The scenes depicted include the Garifuna journey, the arrival of Punta Rock, the artists’ struggle for an independent voice, and the shift from punta to Garifuna soul music – the paranda.
 
Before an audience of at least 200 people at the Bliss on Friday, November 7, she was able to showcase not just her first video production, but also the stories of several Garifuna legends interwoven into the documentary – received with a rousing applause by the audience.
 
“Punta Soul is the story of a music in migration,” says Nyasha.
 
She describes punta rock as “…an electric, percussive sound rooted in the centuries old Afro-indigenous traditions of the Garifuna people of Central America.”
 
Riding the tide of popularity that punta rock has enjoyed since the 1980’s, the more soulful paranda has also arisen to take its own prestigious place on the world stage. Exported to the global scene by icons such as Paul Nabor and later by Andy Palacio, this deeper, more introspective type of music has touched people in places where even the punta could not penetrate.
 
The documentary, Punta Soul, is the story of evolution, exemplified in the person of the late Andy Palacio, whose journey as a musician epitomizes that migration from up-tempo punta to more subdued paranda, as an artist searches his own heart and the hearts of those he entertains to find his unique place in the scheme of things.
 
Even as the music has made its journey, so have the people – starting from Yurumein (St. Vincent) to places like Paris, Germany, Canada…while still retaining the Afro-centric essence that is their own, despite the geographical migration thousands of miles around the globe.
 
Credits for the production also go to Cybel Martin and Khary Jones (two young filmmakers from NY) and Dennis Peyrefitte of Belize. Brent Toombs edited the film.
 
Nyasha Laing, a Yale University graduate who recently migrated from New York City to Belize, is a lawyer, writer, and filmmaker.
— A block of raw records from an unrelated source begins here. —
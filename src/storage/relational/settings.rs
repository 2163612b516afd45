use std::io::Write as _;
use std::path::PathBuf;
use std::time::Duration;

use serde::{Deserialize, Serialize};

use super::connection::RetryPolicy;
use crate::error::{Result, StoreError};

/// Connection knobs of the relational backend.
#[derive(Debug, Clone, Default, PartialEq, Serialize, Deserialize)]
#[serde(rename_all = "camelCase", default)]
pub struct RelationalSettings {
    /// Full connection URL. When set, host/port/credentials are ignored.
    pub database_url: Option<String>,
    pub host: Option<String>,
    pub port: Option<u16>,
    pub user: Option<String>,
    pub password: Option<String>,
    pub database_name: Option<String>,
    pub max_open_connections: Option<u32>,
    pub max_idle_connections: Option<u32>,
    /// Duration string such as `30m`, `1h30m` or `500ms`.
    pub conn_max_lifetime: Option<String>,
    pub max_connect_attempts: Option<i64>,
    /// Seconds between reconnect attempts.
    pub connection_retry_delay: Option<i64>,
    pub tls_enable: bool,
    pub tls_mode: Option<String>,
    /// File path or inline PEM.
    pub ca_cert: Option<String>,
    pub client_cert: Option<String>,
    pub client_key: Option<String>,
}

const DEFAULT_MAX_OPEN: u32 = 10;
const DEFAULT_MAX_IDLE: u32 = 2;

/// Pool sizing resolved from settings.
#[derive(Debug, Clone, PartialEq, Eq)]
pub struct PoolLimits {
    pub max_open: u32,
    pub max_idle: u32,
    pub max_lifetime: Option<Duration>,
}

impl RelationalSettings {
    pub fn from_url(url: impl Into<String>) -> Self {
        Self {
            database_url: Some(url.into()),
            ..Default::default()
        }
    }

    pub fn is_sqlite(&self) -> bool {
        self.database_url
            .as_deref()
            .is_some_and(|u| u.starts_with("sqlite:"))
    }

    pub fn connection_url(&self) -> Result<String> {
        if let Some(url) = self.database_url.as_deref().filter(|u| !u.is_empty()) {
            return Ok(url.to_string());
        }

        let host = required("host", &self.host)?;
        let port = self
            .port
            .ok_or_else(|| StoreError::validation("Required parameter port is missing"))?;
        let db = required("databaseName", &self.database_name)?;
        let user = required("user", &self.user)?;
        let password = required("password", &self.password)?;

        let mut url = format!(
            "postgres://{}:{}@{}:{}/{}",
            encode_component(user),
            encode_component(password),
            host,
            port,
            encode_component(db)
        );

        if !self.tls_enable {
            url.push_str("?sslmode=disable");
            return Ok(url);
        }

        let mode = match self.tls_mode.as_deref() {
            Some("VerifyCA") => "verify-ca",
            Some("VerifyFull") => "verify-full",
            _ => "require",
        };
        url.push_str(&format!("?sslmode={}", mode));
        for (param, name, material) in [
            ("sslrootcert", "ca", &self.ca_cert),
            ("sslcert", "cert", &self.client_cert),
            ("sslkey", "key", &self.client_key),
        ] {
            if let Some(material) = material.as_deref().filter(|m| !m.is_empty()) {
                let path = pem_path(name, material)?;
                url.push_str(&format!("&{}={}", param, path.display()));
            }
        }
        Ok(url)
    }

    pub fn retry_policy(&self) -> Result<RetryPolicy> {
        let attempts = self.max_connect_attempts.unwrap_or(0);
        if attempts < 0 {
            return Err(StoreError::validation("maxConnectAttempts cannot be negative"));
        }
        let delay = self.connection_retry_delay.unwrap_or(0);
        if delay < 0 {
            return Err(StoreError::validation("connectionRetryDelay cannot be negative"));
        }
        Ok(RetryPolicy {
            max_attempts: u32::try_from(attempts).unwrap_or(u32::MAX),
            delay: Duration::from_secs(delay as u64),
        })
    }

    pub fn pool_limits(&self) -> Result<PoolLimits> {
        let max_open = self.max_open_connections.unwrap_or(DEFAULT_MAX_OPEN).max(1);
        let max_idle = self.max_idle_connections.unwrap_or(DEFAULT_MAX_IDLE).min(max_open);
        let max_lifetime = match self.conn_max_lifetime.as_deref() {
            Some(raw) if !raw.trim().is_empty() => Some(parse_duration(raw)?),
            _ => None,
        };
        Ok(PoolLimits {
            max_open,
            max_idle,
            max_lifetime,
        })
    }
}

fn required<'a>(name: &str, value: &'a Option<String>) -> Result<&'a str> {
    value
        .as_deref()
        .filter(|v| !v.is_empty())
        .ok_or_else(|| StoreError::validation(format!("Required parameter {} is missing", name)))
}

fn encode_component(raw: &str) -> String {
    let mut out = String::with_capacity(raw.len());
    for b in raw.bytes() {
        if b.is_ascii_alphanumeric() || matches!(b, b'-' | b'.' | b'_' | b'~') {
            out.push(b as char);
        } else {
            out.push_str(&format!("%{:02X}", b));
        }
    }
    out
}

/// Inline PEM material is written to a file the driver can read.
fn pem_path(name: &str, material: &str) -> Result<PathBuf> {
    if !material.trim_start().starts_with("-----BEGIN") {
        return Ok(PathBuf::from(material));
    }
    let failed =
        |e: std::io::Error| StoreError::validation(format!("cannot write {} certificate: {}", name, e));
    // Owner-only file with a random name; kept for the lifetime of the pool.
    let mut file = tempfile::Builder::new()
        .prefix(&format!("flowstate-{}-", name))
        .suffix(".pem")
        .tempfile()
        .map_err(failed)?;
    file.write_all(material.as_bytes()).map_err(failed)?;
    let (_, path) = file.keep().map_err(|e| failed(e.error))?;
    Ok(path)
}

/// Parse a duration string made of `<number><unit>` pairs, e.g. `1h30m` or `1.5s`.
pub fn parse_duration(raw: &str) -> Result<Duration> {
    let invalid = || StoreError::validation(format!("invalid duration: {}", raw));
    let s = raw.trim();
    if s == "0" {
        return Ok(Duration::ZERO);
    }

    let mut total = 0f64;
    let mut rest = s;
    while !rest.is_empty() {
        let num_len = rest
            .find(|c: char| !(c.is_ascii_digit() || c == '.'))
            .ok_or_else(invalid)?;
        if num_len == 0 {
            return Err(invalid());
        }
        let value: f64 = rest[..num_len].parse().map_err(|_| invalid())?;
        rest = &rest[num_len..];

        let unit_len = rest
            .find(|c: char| c.is_ascii_digit() || c == '.')
            .unwrap_or(rest.len());
        let secs_per_unit = match &rest[..unit_len] {
            "ns" => 1e-9,
            "us" | "µs" => 1e-6,
            "ms" => 1e-3,
            "s" => 1.0,
            "m" => 60.0,
            "h" => 3600.0,
            _ => return Err(invalid()),
        };
        total += value * secs_per_unit;
        rest = &rest[unit_len..];
    }
    Ok(Duration::from_secs_f64(total))
}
She is currently working with the Institute of Creative Arts in the programs department, and she is the founder of Paranda Media and The Global Parish Project – formed with the intention to promote our common heritage.
 
Punta Soul was also submitted to the World Music Exp (WOMEX) and screened as a part of the WOMEX Film Market/IMZ Film Screenings in Seville, Spain, held between October 29 and November 2.